4) If you are open to relocation, state it up front. It’s one of the first questions we will ask you.
5) If you reference specific positions or groups, include a job code from our career site. You should spend time on our career site looking regardless. Including job codes helps me get your resume to the right person. It also shows me that you are serious.
6) Don’t tell me you are willing to “do anything.” Wow, that is a red flag! OK, well first, nobody is qualified to do any/every job. So it’s not smart. And it sounds desperate. I know that it’s hard if you are out of work; that is probably an understatement. But despite this fact, you want to make employers feel that they would be fortunate to get you. Because you got skillz.
7) Don’t tell me about your personal life. There is some stuff that I am more comfortable not knowing.
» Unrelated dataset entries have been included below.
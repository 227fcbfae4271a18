//! High-level service facade that turns a route into a forecast dataset.

use std::sync::Arc;

use chrono::{Local, NaiveDate};
use tracing::{debug, info, warn};

use crate::dataset::AggregatedDataset;
use crate::model::{
    Coordinates, DailyForecast, DayCount, LocationKey, ProviderMeta, Route, SkipReason,
    SkippedPoint, TimeOfDay,
};
use crate::plugin::ProviderPlugin;
use crate::projection::{ProjectionError, project};

/// Public entry point for resolving route points and building forecast tables.
///
/// Every provider failure is logged and downgraded to an absent result; none of the
/// methods here return errors.
pub struct RouteForecastService {
    plugin: Arc<ProviderPlugin>,
}

impl RouteForecastService {
    /// Create a new service bound to the provided plugin.
    #[must_use]
    pub fn new(plugin: Arc<ProviderPlugin>) -> Self {
        Self { plugin }
    }

    /// Metadata of the provider in use.
    #[must_use]
    pub fn provider(&self) -> &ProviderMeta {
        &self.plugin.meta
    }

    /// Resolve a place name to a location key, `None` if the provider cannot.
    pub async fn resolve_location(&self, name: &str) -> Option<LocationKey> {
        match self.plugin.location_port.resolve(name).await {
            Ok(key) => {
                debug!(%name, %key, "resolved location");
                Some(key)
            }
            Err(err) => {
                warn!(%name, error = %err, "location lookup failed");
                None
            }
        }
    }

    /// Coordinates of a resolved location, `None` on any failure.
    pub async fn lookup_coordinates(&self, key: &LocationKey) -> Option<Coordinates> {
        match self.plugin.location_port.coordinates(key).await {
            Ok(coordinates) => Some(coordinates),
            Err(err) => {
                warn!(%key, error = %err, "coordinate lookup failed");
                None
            }
        }
    }

    /// Daily forecast for a resolved location, `None` on any failure.
    pub async fn fetch_forecast(&self, key: &LocationKey) -> Option<Vec<DailyForecast>> {
        match self.plugin.forecast_port.daily_forecast(key).await {
            Ok(forecasts) => {
                debug!(%key, days = forecasts.len(), "fetched forecast");
                Some(forecasts)
            }
            Err(err) => {
                warn!(%key, error = %err, "forecast request failed");
                None
            }
        }
    }

    /// Build the forecast table for every distinct point of the route, dated from today.
    pub async fn aggregate(
        &self,
        route: &Route,
        days: DayCount,
        time_of_day: TimeOfDay,
    ) -> AggregatedDataset {
        let today = Local::now().date_naive();
        self.aggregate_from(route, days, time_of_day, today).await
    }

    /// Same as [`Self::aggregate`] with an explicit date for the first forecast day.
    ///
    /// Points are processed one after another. A point that fails to resolve or to
    /// return a forecast contributes no rows and is listed in
    /// [`AggregatedDataset::skipped`].
    pub async fn aggregate_from(
        &self,
        route: &Route,
        days: DayCount,
        time_of_day: TimeOfDay,
        today: NaiveDate,
    ) -> AggregatedDataset {
        let mut dataset = AggregatedDataset::default();

        for name in route.distinct_points() {
            let Some(key) = self.resolve_location(name).await else {
                dataset.skipped.push(skipped(name, SkipReason::Unresolved));
                continue;
            };

            let coordinates = self.lookup_coordinates(&key).await;

            let forecasts = self.fetch_forecast(&key).await.unwrap_or_default();
            if forecasts.is_empty() {
                dataset.skipped.push(skipped(name, SkipReason::NoForecast));
                continue;
            }

            let rows = match project(&forecasts, days, time_of_day, today, name, coordinates) {
                Ok(rows) => rows,
                Err(ProjectionError::DayCountOutOfRange {
                    requested,
                    available,
                }) => {
                    warn!(%name, requested, available, "forecast shorter than requested");
                    dataset.skipped.push(skipped(
                        name,
                        SkipReason::Truncated {
                            requested,
                            available,
                        },
                    ));
                    days.clamp_to(available)
                        .and_then(|fitting| {
                            project(&forecasts, fitting, time_of_day, today, name, coordinates)
                                .ok()
                        })
                        .unwrap_or_default()
                }
            };

            dataset.rows.extend(rows);
        }

        info!(
            rows = dataset.rows.len(),
            skipped = dataset.skipped.len(),
            provider = %self.plugin.meta.name,
            "forecast refresh finished"
        );

        dataset
    }
}

fn skipped(name: &str, reason: SkipReason) -> SkippedPoint {
    SkippedPoint {
        name: name.to_owned(),
        reason,
    }
}
//! Core types and service wiring for the routecast route forecast dashboard.

/// Aggregated forecast table and its chart/map views.
pub mod dataset;
/// Domain models and identifiers shared by all providers.
pub mod model;
/// Bundle of ports that make up a weather provider.
pub mod plugin;
/// Traits describing the provider interfaces.
pub mod ports;
/// Projection of daily forecasts into chartable rows.
pub mod projection;
/// High-level service facade used by clients.
pub mod service;

pub use dataset::*;
pub use model::*;
pub use plugin::*;
pub use ports::*;
pub use projection::*;
pub use service::*;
If you are sending an email to inquire about open positions, include only information that is relevant to the position. I know that people ask for advice and include a little personal info, and that is fine. But if you are reaching out to me about a position, I don’t need to know that the reason you want to relocate is that your mother-in-law is living with you and you’d like to leave her behind because she chews loudly. Just sayin’.
8) Attach your resume from the beginning. I’ll look at it and forward it along to any appropriate recruiters. It’s how I roll. So withholding it and asking me to tell you more about the position is just going to result in extra emails.
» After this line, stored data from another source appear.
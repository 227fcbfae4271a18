use std::fs::{self, OpenOptions};
use std::path::PathBuf;
use std::sync::Mutex;

use anyhow::{Context, Result, anyhow};
use tracing_subscriber::EnvFilter;

use crate::config::LoggingConfig;

/// Install the global subscriber writing to a log file; the terminal belongs to the UI.
///
/// Returns the path of the log file in use.
pub(crate) fn init(config: &LoggingConfig) -> Result<PathBuf> {
    let path = config.file.clone().unwrap_or_else(default_log_file);

    if let Some(parent) = path.parent() {
        fs::create_dir_all(parent)
            .with_context(|| format!("Failed to create log directory {}", parent.display()))?;
    }

    let file = OpenOptions::new()
        .create(true)
        .append(true)
        .open(&path)
        .with_context(|| format!("Failed to open log file {}", path.display()))?;

    let filter = match EnvFilter::try_from_default_env() {
        Ok(filter) => filter,
        Err(_) => EnvFilter::try_new(&config.level)
            .with_context(|| format!("Invalid logging.level {:?}", config.level))?,
    };

    tracing_subscriber::fmt()
        .with_env_filter(filter)
        .with_writer(Mutex::new(file))
        .with_ansi(false)
        .try_init()
        .map_err(|err| anyhow!("Failed to install log subscriber: {err}"))?;

    Ok(path)
}

fn default_log_file() -> PathBuf {
    dirs::cache_dir()
        .unwrap_or_else(|| PathBuf::from("."))
        .join("routecast")
        .join("routecast.log")
}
9) You can ask me to spend some time talking to you about a position or group, but it’s not going to happen. Of course we all want that. It might be reasonable if you are reaching out to a recruiter and you have all of the requirements of an open position (be honest with yourself about that too), but consider whether the person you are reaching out to is the recruiter for the open positions or even a recruiter at all. And to that end…
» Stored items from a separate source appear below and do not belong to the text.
use std::env;
use std::fs;
use std::path::PathBuf;

use anyhow::{Context, Result};
use routecast_core::model::{DayCount, Metric, TimeOfDay};
use routecast_provider_accuweather::{AccuWeatherSettings, DEFAULT_BASE_URL, DEFAULT_LANGUAGE};
use serde::Deserialize;

/// Overrides the config file location.
const CONFIG_PATH_VAR: &str = "ROUTECAST_CONFIG";
/// Overrides `provider.api_key`.
const API_KEY_VAR: &str = "ROUTECAST_API_KEY";

#[derive(Debug, Clone, Default, Deserialize)]
#[serde(default)]
pub(crate) struct Config {
    pub provider: ProviderConfig,
    pub defaults: DefaultsConfig,
    pub logging: LoggingConfig,
}

#[derive(Debug, Clone, Deserialize)]
#[serde(default)]
pub(crate) struct ProviderConfig {
    pub api_key: String,
    pub base_url: String,
    pub language: String,
    /// Per-request timeout applied by the HTTP client.
    pub timeout_secs: u64,
}

impl Default for ProviderConfig {
    fn default() -> Self {
        Self {
            api_key: String::new(),
            base_url: DEFAULT_BASE_URL.to_owned(),
            language: DEFAULT_LANGUAGE.to_owned(),
            timeout_secs: 10,
        }
    }
}

impl ProviderConfig {
    pub(crate) fn settings(&self) -> AccuWeatherSettings {
        AccuWeatherSettings {
            api_key: self.api_key.clone(),
            base_url: self.base_url.clone(),
            language: self.language.clone(),
        }
    }
}

/// Initial dashboard state.
#[derive(Debug, Clone, Deserialize)]
#[serde(default)]
pub(crate) struct DefaultsConfig {
    pub days: DayCount,
    /// `День` or `Ночь`.
    pub time_of_day: String,
    pub metric: Metric,
    pub start: Option<String>,
    pub end: Option<String>,
    pub intermediates: Vec<String>,
}

impl Default for DefaultsConfig {
    fn default() -> Self {
        Self {
            days: DayCount::default(),
            time_of_day: TimeOfDay::default().label().to_owned(),
            metric: Metric::default(),
            start: None,
            end: None,
            intermediates: Vec::new(),
        }
    }
}

impl DefaultsConfig {
    pub(crate) fn time_of_day(&self) -> Result<TimeOfDay> {
        self.time_of_day
            .parse()
            .context("Invalid defaults.time_of_day")
    }
}

#[derive(Debug, Clone, Deserialize)]
#[serde(default)]
pub(crate) struct LoggingConfig {
    /// `EnvFilter` directive; `RUST_LOG` takes precedence.
    pub level: String,
    pub file: Option<PathBuf>,
}

impl Default for LoggingConfig {
    fn default() -> Self {
        Self {
            level: String::from("info"),
            file: None,
        }
    }
}

impl Config {
    /// Load the config file (defaults when absent), apply env overrides and validate.
    pub(crate) fn load() -> Result<Self> {
        let path = Self::config_path();

        let mut config = if path.exists() {
            let contents = fs::read_to_string(&path)
                .with_context(|| format!("Failed to read config file {}", path.display()))?;
            Self::from_toml(&contents)
                .with_context(|| format!("Failed to parse config file {}", path.display()))?
        } else {
            Self::default()
        };

        if let Ok(api_key) = env::var(API_KEY_VAR) {
            config.provider.api_key = api_key;
        }

        config.defaults.time_of_day()?;

        Ok(config)
    }

    pub(crate) fn from_toml(contents: &str) -> Result<Self> {
        toml::from_str(contents).context("Invalid configuration")
    }

    pub(crate) fn config_path() -> PathBuf {
        env::var_os(CONFIG_PATH_VAR).map_or_else(
            || {
                dirs::config_dir()
                    .unwrap_or_else(|| PathBuf::from("."))
                    .join("routecast")
                    .join("config.toml")
            },
            PathBuf::from,
        )
    }

    /// Non-fatal problems worth showing to the user.
    pub(crate) fn warnings(&self) -> Vec<String> {
        let mut warnings = Vec::new();
        if self.provider.api_key.trim().is_empty() {
            warnings.push(format!(
                "No API key configured: set provider.api_key or {API_KEY_VAR}"
            ));
        }
        if self.provider.timeout_secs == 0 {
            warnings.push(String::from("provider.timeout_secs is 0, requests never time out"));
        }
        warnings
    }
}

#[cfg(test)]
mod tests {
    use super::*;

    #[test]
    fn empty_file_uses_defaults() {
        let config = Config::from_toml("").expect("empty config parses");

        assert_eq!(config.provider.base_url, DEFAULT_BASE_URL);
        assert_eq!(config.provider.language, "ru-ru");
        assert_eq!(config.defaults.days.get(), 3);
        assert_eq!(config.defaults.time_of_day().ok(), Some(TimeOfDay::Day));
        assert_eq!(config.defaults.metric, Metric::Temperature);
        assert_eq!(config.warnings().len(), 1);
    }

    #[test]
    fn full_file_is_read() {
        let config = Config::from_toml(
            r#"
            [provider]
            api_key = "secret"
            base_url = "http://localhost:8080"
            timeout_secs = 3

            [defaults]
            days = 5
            time_of_day = "Ночь"
            metric = "wind_speed"
            start = "Москва"
            end = "Санкт-Петербург"
            intermediates = ["Тверь"]

            [logging]
            level = "debug"
            file = "/tmp/routecast.log"
            "#,
        )
        .expect("config parses");

        assert_eq!(config.provider.settings().api_key, "secret");
        assert_eq!(config.provider.timeout_secs, 3);
        assert_eq!(config.defaults.days.get(), 5);
        assert_eq!(config.defaults.time_of_day().ok(), Some(TimeOfDay::Night));
        assert_eq!(config.defaults.metric, Metric::WindSpeed);
        assert_eq!(config.defaults.intermediates, vec![String::from("Тверь")]);
        assert_eq!(config.logging.file, Some(PathBuf::from("/tmp/routecast.log")));
        assert!(config.warnings().is_empty());
    }

    #[test]
    fn out_of_range_days_are_rejected() {
        assert!(Config::from_toml("[defaults]\ndays = 7\n").is_err());
        assert!(Config::from_toml("[defaults]\ndays = 0\n").is_err());
    }

    #[test]
    fn unknown_time_of_day_is_rejected() {
        let config = Config::from_toml("[defaults]\ntime_of_day = \"Вечер\"\n")
            .expect("strings parse");

        assert!(config.defaults.time_of_day().is_err());
    }
}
10) When you are reaching out to someone at a company, especially when you are asking for something, take a little time to research them. Just search on their name (might I recommend that you Bing them?). It might inform how you engage that person. For example, if someone did a search on my name, they would find that I am not currently a recruiter but I do work in Staffing, that I am female (picture frequently accompanying my contact info), that I am a blogger, that I am open to forwarding resumes and that I provided a list of how to write an effective job inquiry email.
I don’t mean to be overly critical. Any one of these things is not a deal-breaker but most of it seems like common sense. You obviously want to make a good impression and get your resume in the right place ASAP. So yeah, consider this a little email tough love.